5. **Skip WAV Conversion**:
   ```bash
   waddle preprocess -nc
   ```

### Single Audio File Processing

1. **Basic Processing**:
   ```bash
   waddle single /path/to/audio.wav
   ```

2. **Limit Output Duration**:
   ```bash
   waddle single /path/to/audio.wav -t 30
   ```


## Developer Guide

This section provides guidelines for developers contributing to **Waddle**. It includes setting up the development environment, running tests, and maintaining code quality.

### Setting Up the Development Environment

1. **Clone the Repository**
   ```bash
   git clone https://github.com/emptymap/waddle.git
   cd waddle
   ```

2. **Install `uv` (Recommended)**
   We use [`uv`](https://github.com/astral-sh/uv) as a fast package manager.
   ```bash
   curl -LsSf https://astral.sh/uv/install.sh | sh
   ```


### Running Tests

We use `pytest` with coverage analysis to ensure code quality.

- **Run all tests with coverage reporting:**
  ```bash
  uv run pytest --cov=src --cov-report=html
  ```
  This will generate a coverage report in `htmlcov/`.

- **Run a specific test file:**
  ```bash
  uv run pytest tests/test_example.py
  ```

- **Run tests with verbose output:**
  ```bash
  uv run pytest -v
  ```

### Linting and Formatting

We use `ruff` for linting and formatting.

- **Fix linting issues and format code automatically:**
  ```bash
  uv run ruff check --fix | uv run ruff format
  ```

- **Check for linting errors without fixing:**
  ```bash
  uv run ruff check
  ```

- **Format code without running lint checks:**
  ```bash
  uv run ruff format
  ```


### Code Structure

The **Waddle** repository is organized as follows:

```
waddle/
├── pyproject.toml      # Project metadata, dependencies, and tool configurations
├── src/                # Main library source code
│   ├── waddle/         
│   │   ├── __main__.py  # CLI entry point for Waddle
│   │   ├── argparse.py  # Handles CLI arguments and command parsing
│   │   ├── config.py    # Configuration settings for processing
│   │   ├── processor.py # Core processing logic for audio preprocessing
│   │   ├── utils.py     # Helper functions for audio handling
│   │   ├── processing/  
│   │   │   ├── combine.py   # Merges multiple audio sources
│   │   │   ├── segment.py   # Segments audio into chunks
│   │   ├── audios/
│   │   │   ├── align_offset.py  # Synchronization logic for alignment
│   │   │   ├── call_tools.py    # Interfaces with external audio tools
│   │   ├── utils_test.py  # Unit tests for utilities
│   └── waddle.egg-info/   # Packaging metadata for distribution
├── tests/               # Unit and integration tests
│   ├── integration_test.py   # End-to-end integration tests
│   ├── ep0/             # Sample audio files for testing
│   │   ├── GMT20250119-015233_Recording_1280x720.wav  # Reference audio
│   │   ├── ep12-kotaro.wav  # Example speaker audio
│   │   ├── ep12-masa.wav    # Example speaker audio
│   │   ├── ep12-shun.wav    # Example speaker audio
└── README.md           # Documentation for installation and usage
```

#### Key Files and Directories:

- **`src/waddle/__main__.py`**  
  - CLI entry point for running Waddle.
  
- **`src/waddle/processor.py`**  
  - Core logic for aligning, normalizing, and transcribing audio.

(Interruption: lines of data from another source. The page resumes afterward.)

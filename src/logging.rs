use crate::cli::Args;
use crate::config::Config;
use crate::constants::logging::{
    DEBUG_FILTER_DIRECTIVE, DEFAULT_FILTER_DIRECTIVE, DEFAULT_LOG_FILE_NAME,
};
use crate::error::AppError;
use std::io::stderr;
use std::path::Path;
use tracing_appender::non_blocking::WorkerGuard;
use tracing_appender::rolling::{RollingFileAppender, Rotation};
use tracing_subscriber::{EnvFilter, fmt, prelude::*};

/// Sets up logging configuration for the application.
///
/// Configures logging based on the provided arguments and config:
/// - Logs always go to a daily rolling file, never to stdout, which carries
///   the requested data and must stay parseable
/// - Debug mode mirrors logs to stderr at debug level
/// - Creates log directory if it doesn't exist
///
/// Returns the path to the log file and the guard that must be kept alive
/// for the duration of the program to ensure proper log flushing.
pub async fn setup_logging(args: &Args) -> Result<(String, WorkerGuard), AppError> {
    // Try to load config to get log file path if specified
    let config_log_path = Config::load()
        .await
        .ok()
        .and_then(|config| config.log_file_path);

    let custom_log_path = args.log_file.as_ref().or(config_log_path.as_ref());
    let (log_dir, log_file_name) = match custom_log_path {
        Some(custom_path) => {
            let path = Path::new(custom_path);
            let parent = path.parent().unwrap_or(Path::new("."));
            let file_name = path
                .file_name()
                .and_then(|n| n.to_str())
                .unwrap_or(DEFAULT_LOG_FILE_NAME);
            (parent.to_string_lossy().to_string(), file_name.to_string())
        }
        None => (Config::get_log_dir_path(), DEFAULT_LOG_FILE_NAME.to_string()),
    };

    // Create log directory if it doesn't exist
    if !Path::new(&log_dir).exists() {
        tokio::fs::create_dir_all(&log_dir).await.map_err(|e| {
            AppError::log_setup_error(format!("Failed to create log directory: {e}"))
        })?;
    }

    // Set up a rolling file appender that creates a new log file each day
    let file_appender = RollingFileAppender::new(Rotation::DAILY, &log_dir, &log_file_name);

    // Create a non-blocking writer for the file appender
    // The guard must be kept alive for the duration of the program
    // to ensure logs are flushed properly
    let (non_blocking, guard) = tracing_appender::non_blocking(file_appender);

    let registry = tracing_subscriber::registry();
    let directive = if args.debug {
        DEBUG_FILTER_DIRECTIVE
    } else {
        DEFAULT_FILTER_DIRECTIVE
    };

    if args.debug {
        // Debug mode: mirror logs to stderr, keeping stdout free for data
        registry
            .with(
                fmt::Layer::new()
                    .with_writer(stderr)
                    .with_ansi(true)
                    .with_filter(
                        EnvFilter::from_default_env()
                            .add_directive(directive.parse().unwrap()),
                    ),
            )
            .with(
                fmt::Layer::new()
                    .with_writer(non_blocking)
                    .with_ansi(false)
                    .with_filter(
                        EnvFilter::from_default_env()
                            .add_directive(directive.parse().unwrap()),
                    ),
            )
            .init();
    } else {
        // Default: log only to file
        registry
            .with(
                fmt::Layer::new()
                    .with_writer(non_blocking)
                    .with_ansi(false)
                    .with_filter(
                        EnvFilter::from_default_env()
                            .add_directive(directive.parse().unwrap()),
                    ),
            )
            .init();
    }

    // Return the log file path and guard
    let log_file_path = format!("{log_dir}/{log_file_name}");
    Ok((log_file_path, guard))
}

- **`src/waddle/processing/combine.py`**  
  - Merges multiple speaker audio files into a single track.

- **`src/waddle/processing/segment.py`**  
  - Splits long audio into manageable segments.

- **`src/waddle/audios/align_offset.py`**  
  - Handles audio synchronization using a reference track.

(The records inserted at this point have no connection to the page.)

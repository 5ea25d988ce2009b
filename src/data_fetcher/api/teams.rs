//! Team statistics endpoints.

use reqwest::Client;
use serde_json::{Map, Value};
use tracing::{info, instrument};

use crate::config::Config;
use crate::constants::seasons::FIRST_SEASON;
use crate::data_fetcher::api::fetch_utils::fetch;
use crate::data_fetcher::api::urls::{
    build_rosters_url, build_standings_url, build_team_stats_url, build_teams_info_url,
};
use crate::data_fetcher::models::{StandingsResponse, TeamStatsResponse, TeamsInfoResponse};
use crate::data_fetcher::processors::{StatsTable, TEAMS_INFO_COLUMNS};
use crate::data_fetcher::query::{
    GameType, STATS_GAME_TYPES, TeamStatsQuery, TeamStatsType, current_season,
    validate_game_type, validate_season_range,
};
use crate::error::AppError;

/// Fetches one data type of team statistics over a season range.
///
/// The records nest a `statistics` object whose shape varies by data type,
/// so rows are flattened recursively rather than projected by a fixed
/// column table.
#[instrument(skip(client, config))]
pub async fn fetch_team_stats(
    client: &Client,
    config: &Config,
    query: &TeamStatsQuery,
) -> Result<StatsTable, AppError> {
    query.validate()?;

    let url = build_team_stats_url(
        &config.api_domain,
        query.start_season,
        query.end_season,
        query.game_type,
        query.data_type,
    );
    let response: TeamStatsResponse = fetch(client, &url).await?;
    info!(
        "Fetched {} team records for dataType={}",
        response.team_stats.len(),
        query.data_type
    );
    Ok(StatsTable::from_flattened(&response.team_stats))
}

/// Fetches all-time standings, covering every season the league has played.
#[instrument(skip(client, config))]
pub async fn fetch_team_stats_all_time(
    client: &Client,
    config: &Config,
    game_type: GameType,
) -> Result<StatsTable, AppError> {
    let query = TeamStatsQuery::new(
        FIRST_SEASON,
        current_season(),
        game_type,
        TeamStatsType::Standings,
    );
    fetch_team_stats(client, config, &query).await
}

/// Fetches the team directory, one row per team.
#[instrument(skip(client, config))]
pub async fn fetch_teams_info(client: &Client, config: &Config) -> Result<StatsTable, AppError> {
    let url = build_teams_info_url(&config.api_domain);
    let response: TeamsInfoResponse = fetch(client, &url).await?;
    let teams: Vec<Value> = response.teams.values().cloned().collect();
    Ok(StatsTable::project(&teams, TEAMS_INFO_COLUMNS))
}

/// Fetches every team's per-tournament season statistics.
///
/// The team directory nests these under each team's `teamtournamentstats`
/// list. Teams without the list contribute no rows.
#[instrument(skip(client, config))]
pub async fn fetch_team_season_stats(
    client: &Client,
    config: &Config,
) -> Result<StatsTable, AppError> {
    let url = build_teams_info_url(&config.api_domain);
    let response: TeamsInfoResponse = fetch(client, &url).await?;
    let rows = tournament_stat_rows(&response.teams);
    info!("Collected {} team season stat rows", rows.len());
    Ok(StatsTable::from_flattened(&rows))
}

fn tournament_stat_rows(teams: &Map<String, Value>) -> Vec<Value> {
    let mut rows = Vec::new();
    for team in teams.values() {
        if let Some(stats) = team.get("teamtournamentstats").and_then(Value::as_array) {
            rows.extend(stats.iter().cloned());
        }
    }
    rows
}

/// Fetches the rosters of a season range, one row per player entry.
#[instrument(skip(client, config))]
pub async fn fetch_team_rosters(
    client: &Client,
    config: &Config,
    start_season: i32,
    end_season: i32,
    game_type: GameType,
    team_id: Option<&str>,
) -> Result<StatsTable, AppError> {
    validate_season_range(start_season, end_season)?;
    validate_game_type(game_type, STATS_GAME_TYPES)?;

    let url = build_rosters_url(
        &config.api_domain,
        start_season,
        end_season,
        game_type,
        team_id,
    );
    let players: Vec<Value> = fetch(client, &url).await?;
    info!("Fetched {} roster entries", players.len());
    Ok(StatsTable::from_flattened(&players))
}

/// Fetches the league table of one season.
#[instrument(skip(client, config))]
pub async fn fetch_standings(
    client: &Client,
    config: &Config,
    season: i32,
) -> Result<StatsTable, AppError> {
    let url = build_standings_url(&config.api_domain, season);
    let response: StandingsResponse = fetch(client, &url).await?;
    Ok(StatsTable::from_flattened(&response.season))
}
use std::path::Path;

/// Returns the platform-specific path for the config file.
///
/// # Returns
/// String containing the absolute path to the config file
///
/// # Notes
/// - Uses platform-specific config directory (e.g., ~/.config on Linux)
/// - Falls back to current directory if config directory is unavailable
pub fn get_config_path() -> String {
    dirs::config_dir()
        .unwrap_or_else(|| Path::new(".").to_path_buf())
        .join("liiga_stats")
        .join("config.toml")
        .to_string_lossy()
        .to_string()
}

/// Returns the platform-specific path for the log directory.
///
/// # Returns
/// String containing the absolute path to the log directory
///
/// # Notes
/// - Uses platform-specific config directory (e.g., ~/.config on Linux)
/// - Falls back to current directory if config directory is unavailable
pub fn get_log_dir_path() -> String {
    dirs::config_dir()
        .unwrap_or_else(|| Path::new(".").to_path_buf())
        .join("liiga_stats")
        .join("logs")
        .to_string_lossy()
        .to_string()
}
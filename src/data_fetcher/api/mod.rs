pub mod games;
pub mod http_client;
pub mod players;
pub mod teams;
pub mod urls;

mod fetch_utils;

// Re-export URL utilities
pub use urls::*;
// Re-export HTTP client utilities
pub use http_client::*;
// Re-export the endpoint functions
pub use games::*;
pub use players::*;
pub use teams::*;
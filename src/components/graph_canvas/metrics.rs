//! Fixed drawing dimensions for the canvas.
//!
//! Every value is in graph units, so all of it scales with zoom once the
//! viewport transform is applied to the context. The grid threshold is the
//! one exception and lives in [`crate::config::CanvasConfig`].

/// Distance between grid dots.
pub const GRID_SPACING: f64 = 100.0;
pub const GRID_DOT_RADIUS: f64 = 0.5;

/// Half-length of each arm of the origin crosshair.
pub const CROSSHAIR_EXTENT: f64 = 16.0;
pub const CROSSHAIR_WIDTH: f64 = 0.5;

/// Dash pattern for sibling edges.
pub const SIBLING_DASH: [f64; 2] = [5.0, 5.0];

pub const ARROW_LENGTH: f64 = 10.0;
/// Angle between the edge and each arrowhead stroke.
pub const ARROW_ANGLE: f64 = std::f64::consts::PI / 6.0;

/// Icon background radius relative to the icon size. Arrow tips stop on
/// this circle.
pub const ICON_BACKGROUND_RATIO: f64 = 1.125;
/// Vertical nudge that centers Material Symbols glyphs on their circle.
pub const ICON_GLYPH_NUDGE: f64 = 2.5;

pub const LABEL_FONT_SIZE: f64 = 14.0;
pub const LABEL_FONT: &str = "14px monospace";
/// Unselected labels are cut to this many characters.
pub const LABEL_MAX_CHARS: usize = 16;
pub const LABEL_ELLIPSIS: char = '…';

pub fn icon_radius(size: f64) -> f64 {
	size * ICON_BACKGROUND_RATIO
}

/// Canvas font for a glyph of `size`; glyphs are drawn at twice the icon
/// size with weight 200.
pub fn icon_font(family: &str, size: f64) -> String {
	format!("normal normal 200 {}px \"{family}\"", size * 2.0)
}

/// Baseline offset of a label below its vertex center.
pub fn label_offset(size: f64) -> f64 {
	size + LABEL_FONT_SIZE * 1.5
}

- **`tests/integration_test.py`**  
  - Runs integration tests to validate the preprocessing pipeline.



### Contributing

1. **Create a Feature Branch**
   ```bash
   git checkout -b feature/my-new-feature
   ```

2. **Write Code & Add Tests**
   - Ensure all functions are covered with tests in `tests/`.

3. **Run Tests & Formatting**
   ```bash
   uv run pytest
   uv run ruff check --fix
   uv run ruff format
   ```

4. **Commit Changes**
   ```bash
   git add .
   git commit -m "Add my new feature"
   ```

5. **Push and Create a Pull Request**
   ```bash
   git push origin feature/my-new-feature
   ```
   - Open a PR on GitHub and request a review.

### CI/CD

- **GitHub Actions** will run:
  - `pytest` for tests
  - `ruff check` for linting
  - `ruff format` for formatting
  - Code coverage report generation

Ensure your changes pass CI before merging!